È il branco il vero protagonista del Trono di Spade. Jon ha assemblato l’esercito più grande dei sette regni per sconfiggere il Re della Notte e, tra le lacrime, ha saputo mettere da parte sé stesso per il bene dei sette regni e ha ucciso la regina folle; Arya ha ucciso il Re della Notte (credo che basti); Brandon garantirà pace e stabilità a Westeros; Sansa… ehm, vabbè, Sansa è Sansa. In un branco nessuno è un eroe, ma tutti sono indispensabili: “quando cade la neve e soffiano i bianchi venti della tempesta, il lupo solitario muore, ma il branco sopravvive”.

… e di un uomo che non sa nulla

“You know nothing, Jon Snow”: la citazione del Trono che, anche se non sai un fico secco della serie, non puoi non conoscere. Ed effettivamente Jon è l’eroe che, pur non sapendo nulla, cerca sempre di fare la cosa giusta.

L’ultimo dialogo tra Jon e Daenerys è il confronto tra due concezioni dell’esistenza. Entrambi vogliono il bene di Westeros. Se tuttavia Daenerys cerca di costruire un mondo perfetto in cui non sia neppure più necessario essere buoni, Jon abbraccia la possibilità di essersi sbagliato. La sua crescita come personaggio sta nel riconoscere di non sapere effettivamente nulla. Daenerys pensa di essere nel giusto: lei è stata scelta dal destino, è la non bruciata, la madre dei draghi. Ma poi si tradisce: lei è l’unica ad avere voce in capitolo e, in ultima istanza, è proprio in virtù del suo potere che può decidere cosa è bene e cosa no. Alla fine, è diventata come tutti quei despoti che ha sempre voluto distruggere, forse che le vere rivoluzioni siano sempre destinate a fallire in quanto ad un despota sostituiscono un despota, ad un’ideologia un’altra ideologia.
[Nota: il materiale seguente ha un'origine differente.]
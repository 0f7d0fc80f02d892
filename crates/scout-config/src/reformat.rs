//! Normalization of the raw document into the canonical shape
//!
//! Raw language buckets arrive keyed by analyser name; queries want
//! self-describing entries. Reformatting turns each bucket into an
//! ordered list of [`AnalyserEntry`] values carrying their own name.

use std::collections::BTreeMap;

use serde_json::Value;

use crate::config::AnalyserEntry;

/// Normalize a validated raw document into `(exclude, languages)`.
///
/// Must only be called after [`crate::schema::validate`] passed; values
/// the validator rejects are skipped rather than re-reported here.
pub(crate) fn reformat(doc: &Value) -> (Vec<String>, BTreeMap<String, Vec<AnalyserEntry>>) {
    let exclude = doc
        .get("exclude")
        .and_then(Value::as_array)
        .map(|items| {
            items
                .iter()
                .filter_map(Value::as_str)
                .map(String::from)
                .collect()
        })
        .unwrap_or_default();

    let mut languages = BTreeMap::new();
    if let Some(buckets) = doc.get("languages").and_then(Value::as_object) {
        for (lang, bucket) in buckets {
            let Some(analysers) = bucket.as_object() else {
                continue;
            };
            let entries = analysers
                .iter()
                .map(|(name, settings)| {
                    // Null settings mean "enabled with defaults"
                    let settings = settings.as_object().cloned().unwrap_or_default();
                    AnalyserEntry::new(name.clone(), settings)
                })
                .collect();
            languages.insert(lang.clone(), entries);
        }
    }

    (exclude, languages)
}
//! Error types for scout-config

use crate::schema::Violation;

/// Result type for scout-config operations
pub type Result<T> = std::result::Result<T, Error>;

/// Errors that can occur while resolving a repository configuration
#[derive(Debug, thiserror::Error)]
pub enum Error {
    #[error("Filesystem error: {0}")]
    Fs(#[from] scout_fs::Error),

    #[error("Failed to parse configuration: {message}")]
    Parse { message: String },

    #[error("Configuration failed validation: {}", join_violations(violations))]
    Schema { violations: Vec<Violation> },

    #[error("Invalid exclude pattern {pattern:?}: {message}")]
    ExcludePattern { pattern: String, message: String },

    #[error("Failed to serialize configuration: {message}")]
    Serialize { message: String },
}

fn join_violations(violations: &[Violation]) -> String {
    violations
        .iter()
        .map(Violation::to_string)
        .collect::<Vec<_>>()
        .join("; ")
}
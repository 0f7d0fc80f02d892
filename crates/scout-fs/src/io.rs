//! Atomic I/O operations with file locking

use std::fs::{self, OpenOptions};
use std::io::Write;
use std::path::Path;

use fs2::FileExt;

use crate::{Error, Result};

/// Read text content from a file.
///
/// A missing file surfaces as [`Error::NotFound`] so callers can
/// distinguish "no config" from a genuine read failure.
pub fn read_text(path: &Path) -> Result<String> {
    fs::read_to_string(path).map_err(|e| Error::io(path, e))
}

/// Write content atomically to a file with locking.
///
/// Uses write-to-temp-then-rename strategy to prevent partial writes.
/// Acquires an advisory lock to prevent concurrent access.
pub fn write_atomic(path: &Path, content: &[u8]) -> Result<()> {
    // Ensure parent directory exists
    if let Some(parent) = path.parent() {
        if !parent.as_os_str().is_empty() {
            fs::create_dir_all(parent).map_err(|e| Error::io(parent, e))?;
        }
    }

    // Generate temp file path in same directory (ensures same filesystem)
    let temp_name = format!(
        ".{}.{}.tmp",
        path.file_name()
            .map(|n| n.to_string_lossy())
            .unwrap_or_default(),
        std::process::id()
    );
    let temp_path = path.with_file_name(&temp_name);

    let mut temp_file = OpenOptions::new()
        .write(true)
        .create(true)
        .truncate(true)
        .open(&temp_path)
        .map_err(|e| Error::io(&temp_path, e))?;

    let result = (|| {
        temp_file
            .lock_exclusive()
            .map_err(|_| Error::LockFailed {
                path: path.to_path_buf(),
            })?;

        temp_file
            .write_all(content)
            .map_err(|e| Error::io(&temp_path, e))?;

        temp_file
            .sync_all()
            .map_err(|e| Error::io(&temp_path, e))?;

        // Release lock (implicit on drop, but be explicit)
        temp_file.unlock().map_err(|_| Error::LockFailed {
            path: path.to_path_buf(),
        })?;

        // Atomic rename
        fs::rename(&temp_path, path).map_err(|e| Error::io(path, e))
    })();

    // A failed write must not strand the temp file next to the target
    if result.is_err() {
        let _ = fs::remove_file(&temp_path);
    }
    result
}

/// Write text content to a file atomically.
pub fn write_text(path: &Path, content: &str) -> Result<()> {
    write_atomic(path, content.as_bytes())
}
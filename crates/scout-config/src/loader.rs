//! Loading and saving the rc file
//!
//! `load` resolves the effective configuration for a repository root:
//! read the rc file when it exists, infer a default when it does not.
//! A file that exists but fails to read or validate is a hard error;
//! inference never papers over an invalid file.

use std::path::Path;

use crate::config::RepoConfig;
use crate::infer::{NullSink, ProgressSink, infer_default};
use crate::{Result, config};

/// The rc filename looked up at the repository root.
pub const CONFIG_FILENAME: &str = ".scoutrc";

/// Resolve the effective configuration for `repo_path`.
pub fn load(repo_path: &Path) -> Result<RepoConfig> {
    load_with_sink(repo_path, &NullSink)
}

/// Like [`load`], narrating default-inference decisions through `sink`.
pub fn load_with_sink(repo_path: &Path, sink: &dyn ProgressSink) -> Result<RepoConfig> {
    let file_path = repo_path.join(CONFIG_FILENAME);
    match scout_fs::read_text(&file_path) {
        Ok(text) => {
            tracing::debug!("loading configuration from {:?}", file_path);
            RepoConfig::from_string(&text)
        }
        Err(e) if e.is_not_found() => {
            tracing::info!("no {} in {:?}, inferring defaults", CONFIG_FILENAME, repo_path);
            let inferred = infer_default(repo_path, sink);
            // Round-trip through the canonical serializer and the normal
            // parse/validate path; the inferred document gets no shortcut.
            let text = config::to_canonical_json(&inferred)?;
            RepoConfig::from_string(&text)
        }
        Err(e) => Err(e.into()),
    }
}

/// Write the canonical serialization of `config` to the rc file.
/// Last writer wins; there is no read-modify-write cycle.
pub fn save(repo_path: &Path, config: &RepoConfig) -> Result<()> {
    let file_path = repo_path.join(CONFIG_FILENAME);
    let text = config.to_canonical_json()?;
    scout_fs::write_text(&file_path, &text)?;
    tracing::debug!("saved configuration to {:?}", file_path);
    Ok(())
}
//! End-to-end resolution tests over real temporary repositories

use std::fs;
use std::sync::Mutex;

use pretty_assertions::assert_eq;
use scout_config::{CONFIG_FILENAME, ProgressSink, load, load_with_sink, save};
use tempfile::TempDir;

/// Repo with no rc file and only .js files: the js bucket gets the
/// always-on todo scanner, and eslint only when a marker exists.
#[test]
fn js_repo_without_rc_file_gets_inferred_defaults() {
    let temp = TempDir::new().unwrap();
    fs::create_dir(temp.path().join("src")).unwrap();
    fs::write(temp.path().join("src/app.js"), "var x = 1;").unwrap();

    let config = load(temp.path()).unwrap();

    let js_names: Vec<&str> = config
        .analysers("js")
        .iter()
        .map(|a| a.name.as_str())
        .collect();
    assert!(js_names.contains(&"todos"));
    assert!(!js_names.contains(&"eslint"));

    assert!(config.analysers("ts").is_empty());
    assert!(config.analysers("coffee").is_empty());

    // Universal baseline is always present
    assert_eq!(config.analysers("all")[0].name, "security");
    assert_eq!(config.analysers("json")[0].name, "depaudit");
}

#[test]
fn js_repo_with_eslint_marker_gets_ci_failing_lint() {
    let temp = TempDir::new().unwrap();
    fs::write(temp.path().join("app.js"), "").unwrap();
    fs::write(temp.path().join(".eslintrc"), "{}").unwrap();

    let config = load(temp.path()).unwrap();

    let eslint = config
        .analysers("js")
        .iter()
        .find(|a| a.name == "eslint")
        .expect("eslint should be enabled");
    assert!(config.analyser_fails_ci(eslint));

    let todos = config
        .analysers("js")
        .iter()
        .find(|a| a.name == "todos")
        .unwrap();
    assert!(!config.analyser_fails_ci(todos));
}

#[test]
fn declared_rc_file_wins_over_inference() {
    let temp = TempDir::new().unwrap();
    fs::write(temp.path().join("app.js"), "").unwrap();
    fs::write(temp.path().join(".eslintrc"), "{}").unwrap();
    fs::write(
        temp.path().join(CONFIG_FILENAME),
        r#"{
            // hand-authored: only jshint, nothing inferred
            "exclude": ["vendor/**"],
            "languages": {"js": {"jshint": {"failCiOnError": true}}}
        }"#,
    )
    .unwrap();

    let config = load(temp.path()).unwrap();

    let analysers = config.analysers("js");
    assert_eq!(analysers.len(), 1);
    assert_eq!(analysers[0].name, "jshint");
    assert!(config.analyser_fails_ci(&analysers[0]));
    assert!(config.analysers("all").is_empty());

    assert_eq!(
        config.included_paths(&["src/a.js", "vendor/b.js"], "js"),
        vec!["src/a.js"]
    );
}

#[test]
fn save_writes_canonical_json_that_reloads_identically() {
    let temp = TempDir::new().unwrap();
    fs::write(temp.path().join("app.js"), "").unwrap();
    fs::write(temp.path().join(".jshintrc"), "{}").unwrap();

    let inferred = load(temp.path()).unwrap();
    save(temp.path(), &inferred).unwrap();

    let on_disk = fs::read_to_string(temp.path().join(CONFIG_FILENAME)).unwrap();
    assert!(on_disk.contains("    \"languages\""));

    let reloaded = load(temp.path()).unwrap();
    assert_eq!(reloaded.languages(), inferred.languages());
    assert_eq!(reloaded.exclude(), inferred.exclude());
    assert_eq!(
        reloaded.all_analysers().len(),
        inferred.all_analysers().len()
    );
}

struct SharedSink(Mutex<Vec<String>>);

impl ProgressSink for SharedSink {
    fn emit(&self, message: &str) {
        self.0.lock().unwrap().push(message.to_string());
    }
}

#[test]
fn inference_narrates_detection_decisions() {
    let temp = TempDir::new().unwrap();
    fs::write(temp.path().join("app.ts"), "").unwrap();
    fs::write(temp.path().join("tslint.json"), "{}").unwrap();

    let sink = SharedSink(Mutex::new(Vec::new()));
    let config = load_with_sink(temp.path(), &sink).unwrap();

    assert!(
        config
            .analysers("ts")
            .iter()
            .any(|a| a.name == "tslint")
    );
    let messages = sink.0.lock().unwrap();
    assert!(messages.iter().any(|m| m.contains("tslint")));
}

#[test]
fn rc_file_present_means_sink_stays_silent() {
    let temp = TempDir::new().unwrap();
    fs::write(temp.path().join(CONFIG_FILENAME), "{}").unwrap();

    let sink = SharedSink(Mutex::new(Vec::new()));
    let config = load_with_sink(temp.path(), &sink).unwrap();

    assert!(config.languages().is_empty());
    assert!(sink.0.lock().unwrap().is_empty());
}

#[test]
fn concurrent_loads_produce_independent_configs() {
    let temp_a = TempDir::new().unwrap();
    let temp_b = TempDir::new().unwrap();
    fs::write(temp_a.path().join("a.js"), "").unwrap();
    fs::write(temp_b.path().join("b.coffee"), "").unwrap();

    let (config_a, config_b) = std::thread::scope(|s| {
        let a = s.spawn(|| load(temp_a.path()).unwrap());
        let b = s.spawn(|| load(temp_b.path()).unwrap());
        (a.join().unwrap(), b.join().unwrap())
    });

    assert!(!config_a.analysers("js").is_empty());
    assert!(config_a.analysers("coffee").is_empty());
    assert!(!config_b.analysers("coffee").is_empty());
    assert!(config_b.analysers("js").is_empty());
}
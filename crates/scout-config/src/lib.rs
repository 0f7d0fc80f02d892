//! Repository analysis-config resolution engine.
//!
//! Decides which analysers run against which file types for a repository:
//! an optional `.scoutrc` file at the repo root is parsed (JSON with
//! comments), validated, and normalized into an immutable [`RepoConfig`];
//! when the file is absent a default configuration is inferred from the
//! repository contents.
//!
//! Validation failures are terminal: defaults only stand in for a
//! *missing* file, never for an invalid one.

pub mod config;
pub mod error;
pub mod infer;
pub mod loader;
pub mod matcher;
pub mod schema;

mod reformat;

pub use config::{AnalyserEntry, RepoConfig};
pub use error::{Error, Result};
pub use infer::{NullSink, ProgressSink, has_tool_config, infer_default};
pub use loader::{CONFIG_FILENAME, load, load_with_sink, save};
pub use matcher::PathMatcher;
pub use schema::{Violation, validate};
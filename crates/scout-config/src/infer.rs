//! Default configuration inference
//!
//! When a repository has no rc file, a raw configuration is synthesized
//! from what the repository contains: which language families have files
//! present, and which lint tools have a recognizable config marker at
//! the repo root. The result is a raw document that re-enters the normal
//! parse/validate pipeline unchanged.

use std::path::Path;

use serde_json::{Map, Value, json};

/// Sink for human-readable narration of detection decisions.
///
/// Informational only; a no-op sink never changes the inferred result.
pub trait ProgressSink {
    fn emit(&self, message: &str);
}

/// Sink that discards every message.
pub struct NullSink;

impl ProgressSink for NullSink {
    fn emit(&self, _message: &str) {}
}

impl<F: Fn(&str)> ProgressSink for F {
    fn emit(&self, message: &str) {
        self(message)
    }
}

/// A lint tool whose presence is detected via its own config file, or
/// via a named section embedded in a generic manifest file.
struct ToolMarker {
    analyser: &'static str,
    config_files: &'static [&'static str],
    manifest_section: Option<(&'static str, &'static str)>,
}

/// One supported language family and the analysers it can carry.
struct LanguageProfile {
    tag: &'static str,
    extension: &'static str,
    lint_tools: &'static [ToolMarker],
}

/// Always-on analyser added to every detected language bucket.
const TODO_SCANNER: &str = "todos";

const LANGUAGE_PROFILES: &[LanguageProfile] = &[
    LanguageProfile {
        tag: "js",
        extension: ".js",
        lint_tools: &[
            ToolMarker {
                analyser: "eslint",
                config_files: &[
                    ".eslintrc",
                    ".eslintrc.js",
                    ".eslintrc.json",
                    ".eslintrc.yaml",
                    ".eslintrc.yml",
                ],
                manifest_section: Some(("package.json", "eslintConfig")),
            },
            ToolMarker {
                analyser: "jshint",
                config_files: &[".jshintrc"],
                manifest_section: None,
            },
        ],
    },
    LanguageProfile {
        tag: "ts",
        extension: ".ts",
        lint_tools: &[ToolMarker {
            analyser: "tslint",
            config_files: &["tslint.json"],
            manifest_section: None,
        }],
    },
    LanguageProfile {
        tag: "coffee",
        extension: ".coffee",
        lint_tools: &[ToolMarker {
            analyser: "coffeelint",
            config_files: &["coffeelint.json"],
            manifest_section: None,
        }],
    },
];

/// Raw-config-under-construction, threaded explicitly through inference.
#[derive(Default)]
struct DefaultConfigBuilder {
    languages: Map<String, Value>,
}

impl DefaultConfigBuilder {
    fn analyser(mut self, language: &str, name: &str, fail_ci: bool) -> Self {
        let bucket = self
            .languages
            .entry(language.to_string())
            .or_insert_with(|| Value::Object(Map::new()));
        if let Some(bucket) = bucket.as_object_mut() {
            bucket.insert(name.to_string(), json!({ "failCiOnError": fail_ci }));
        }
        self
    }

    fn build(self) -> Value {
        json!({
            "exclude": [],
            "languages": self.languages,
        })
    }
}

/// Synthesize a raw configuration for a repository with no rc file.
///
/// Starts from the universal baseline (a dependency auditor for `json`
/// files and a security scanner for `all`), then adds a bucket per
/// language family that actually has files in the repository.
pub fn infer_default(root: &Path, sink: &dyn ProgressSink) -> Value {
    let mut builder = DefaultConfigBuilder::default()
        .analyser("json", "depaudit", false)
        .analyser("all", "security", false);
    sink.emit("Enabled baseline analysers: depaudit (json), security (all)");

    for profile in LANGUAGE_PROFILES {
        let files = scout_fs::find_files(root, profile.extension);
        if files.is_empty() {
            tracing::debug!("no {} files found, skipping {}", profile.extension, profile.tag);
            sink.emit(&format!(
                "No {} files found, skipping {} analysers",
                profile.extension, profile.tag
            ));
            continue;
        }
        sink.emit(&format!(
            "Found {} {} file(s), enabling {} analysers",
            files.len(),
            profile.extension,
            profile.tag
        ));
        builder = builder.analyser(profile.tag, TODO_SCANNER, false);

        for tool in profile.lint_tools {
            if marker_present(root, tool) {
                tracing::debug!("detected {} configuration", tool.analyser);
                sink.emit(&format!(
                    "Detected {} configuration, enabling {} (fails CI on error)",
                    tool.analyser, tool.analyser
                ));
                builder = builder.analyser(profile.tag, tool.analyser, true);
            } else {
                sink.emit(&format!("No {} configuration found", tool.analyser));
            }
        }
    }

    builder.build()
}

/// Whether a recognizable config marker for `analyser` exists in the
/// repository root. Returns false for analysers with no marker.
pub fn has_tool_config(root: &Path, analyser: &str) -> bool {
    LANGUAGE_PROFILES
        .iter()
        .flat_map(|p| p.lint_tools)
        .find(|t| t.analyser == analyser)
        .is_some_and(|tool| marker_present(root, tool))
}

fn marker_present(root: &Path, tool: &ToolMarker) -> bool {
    for file in tool.config_files {
        if root.join(file).is_file() {
            return true;
        }
    }
    // A generic manifest only counts if it carries the tool's own
    // section; mere presence of the file says nothing.
    if let Some((manifest, section)) = tool.manifest_section {
        let Ok(text) = scout_fs::read_text(&root.join(manifest)) else {
            return false;
        };
        let Ok(doc) = serde_json::from_str::<Value>(&text) else {
            return false;
        };
        return doc.get(section).is_some();
    }
    false
}
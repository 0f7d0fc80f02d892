//! Exclusion-aware path filtering
//!
//! Compiles the `exclude` pattern list (gitignore syntax, including
//! `!`-negation and trailing-`/` directory patterns) into a predicate
//! over relative paths, and combines it with a per-language extension
//! selector.

use std::path::Path;

use ignore::gitignore::{Gitignore, GitignoreBuilder};

use crate::{Error, Result};

/// Reserved language tag matching every path regardless of extension.
pub const ALL_LANGUAGES: &str = "all";

/// Compiled path filter for one configuration's exclude list.
#[derive(Debug, Clone)]
pub struct PathMatcher {
    exclude: Gitignore,
}

impl PathMatcher {
    /// Compile an exclude pattern list. Fails on a malformed pattern.
    pub fn new(exclude: &[String]) -> Result<Self> {
        let mut builder = GitignoreBuilder::new("");
        for pattern in exclude {
            builder
                .add_line(None, pattern)
                .map_err(|e| Error::ExcludePattern {
                    pattern: pattern.clone(),
                    message: e.to_string(),
                })?;
        }
        let exclude = builder.build().map_err(|e| Error::ExcludePattern {
            pattern: String::new(),
            message: e.to_string(),
        })?;
        Ok(Self { exclude })
    }

    /// Filter `paths` down to those matching `language` and not excluded,
    /// preserving input order.
    pub fn included_paths<S: AsRef<str>>(&self, paths: &[S], language: &str) -> Vec<String> {
        paths
            .iter()
            .map(|p| p.as_ref())
            .filter(|p| matches_language(p, language) && !self.is_excluded(p))
            .map(String::from)
            .collect()
    }

    /// True when `path` is rejected by the exclude rules
    /// (last matching pattern wins, negations re-include).
    pub fn is_excluded(&self, path: &str) -> bool {
        // Exclude patterns are relative to the repo root; a leading
        // slash on the candidate carries no extra meaning here.
        let rel = path.trim_start_matches('/');
        self.exclude
            .matched_path_or_any_parents(Path::new(rel), false)
            .is_ignore()
    }
}

fn matches_language(path: &str, language: &str) -> bool {
    if language == ALL_LANGUAGES {
        return true;
    }
    let suffix = format!(".{language}");
    path.ends_with(&suffix)
}
//! # kasir-api
//!
//! HTTP API layer for Kasir POS.
//!
//! ## Endpoints
//!
//! | Method | Path | Description |
//! |--------|------|-------------|
//! | GET | `/health` | Health check |
//! | GET / POST | `/api/products` | List / create products |
//! | GET / PUT / DELETE | `/api/products/{id}` | Read / replace / delete a product |
//! | POST | `/api/checkout` | Sell items, returns the stored transaction |
//! | GET | `/api/transactions/{id}` | Stored transaction |
//! | GET | `/api/report/today` | Today's revenue, count and top product |

pub mod config;
pub mod error;
pub mod handlers;
pub mod routes;
pub mod state;

pub use config::{AppConfig, ConfigError};
pub use error::{ApiError, ErrorCode};
pub use routes::create_router;
pub use state::AppState;
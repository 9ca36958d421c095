//! Product admin endpoints.

use axum::extract::rejection::{JsonRejection, PathRejection};
use axum::extract::{Path, State};
use axum::http::StatusCode;
use axum::Json;
use kasir_core::{Product, ProductInput};
use serde::Serialize;
use tracing::info;

use crate::error::ApiResult;
use crate::state::AppState;

/// Body returned after a delete.
#[derive(Debug, Serialize)]
pub struct MessageResponse {
    pub message: String,
}

/// GET /api/products
pub async fn list_products(State(state): State<AppState>) -> ApiResult<Json<Vec<Product>>> {
    Ok(Json(state.db.products().list().await?))
}

/// POST /api/products
pub async fn create_product(
    State(state): State<AppState>,
    body: Result<Json<ProductInput>, JsonRejection>,
) -> ApiResult<(StatusCode, Json<Product>)> {
    let Json(input) = body?;
    let product = state.db.products().create(&input).await?;

    info!(id = product.id, name = %product.name, "Product created");
    Ok((StatusCode::CREATED, Json(product)))
}

/// GET /api/products/{id}
pub async fn get_product(
    State(state): State<AppState>,
    id: Result<Path<i64>, PathRejection>,
) -> ApiResult<Json<Product>> {
    let Path(id) = id?;
    Ok(Json(state.db.products().get_by_id(id).await?))
}

/// PUT /api/products/{id}
pub async fn update_product(
    State(state): State<AppState>,
    id: Result<Path<i64>, PathRejection>,
    body: Result<Json<ProductInput>, JsonRejection>,
) -> ApiResult<Json<Product>> {
    let Path(id) = id?;
    let Json(input) = body?;
    let product = state.db.products().update(id, &input).await?;

    info!(id = product.id, "Product updated");
    Ok(Json(product))
}

/// DELETE /api/products/{id}
pub async fn delete_product(
    State(state): State<AppState>,
    id: Result<Path<i64>, PathRejection>,
) -> ApiResult<Json<MessageResponse>> {
    let Path(id) = id?;
    state.db.products().delete(id).await?;

    info!(id = id, "Product deleted");
    Ok(Json(MessageResponse {
        message: format!("Product {id} deleted"),
    }))
}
Calde lacrime rugano il volto di Jon quando prova, un’ultima volta, a far ragionare l’amata. Sono le lacrime di chi ha capito cosa è giusto fare, ma si chiede se non ci sia un’altra soluzione, una capace di rendere tutti felici. Il bacio e la pugnalata. Il dovere è la morte dell’amore. È stato giusto così? E se Daenerys avesse avuto ragione? E se istituire una monarchia elettiva portasse a conflitti ancora più aspri? Queste sono le domande che, da fan, mi viene spontaneo farmi. Ma, come dice Tyrion, solo la storia potrà dirlo. E agli abitanti di Westeros, come a noi, la sfida di rimanere “buoni” tra libertà e destino.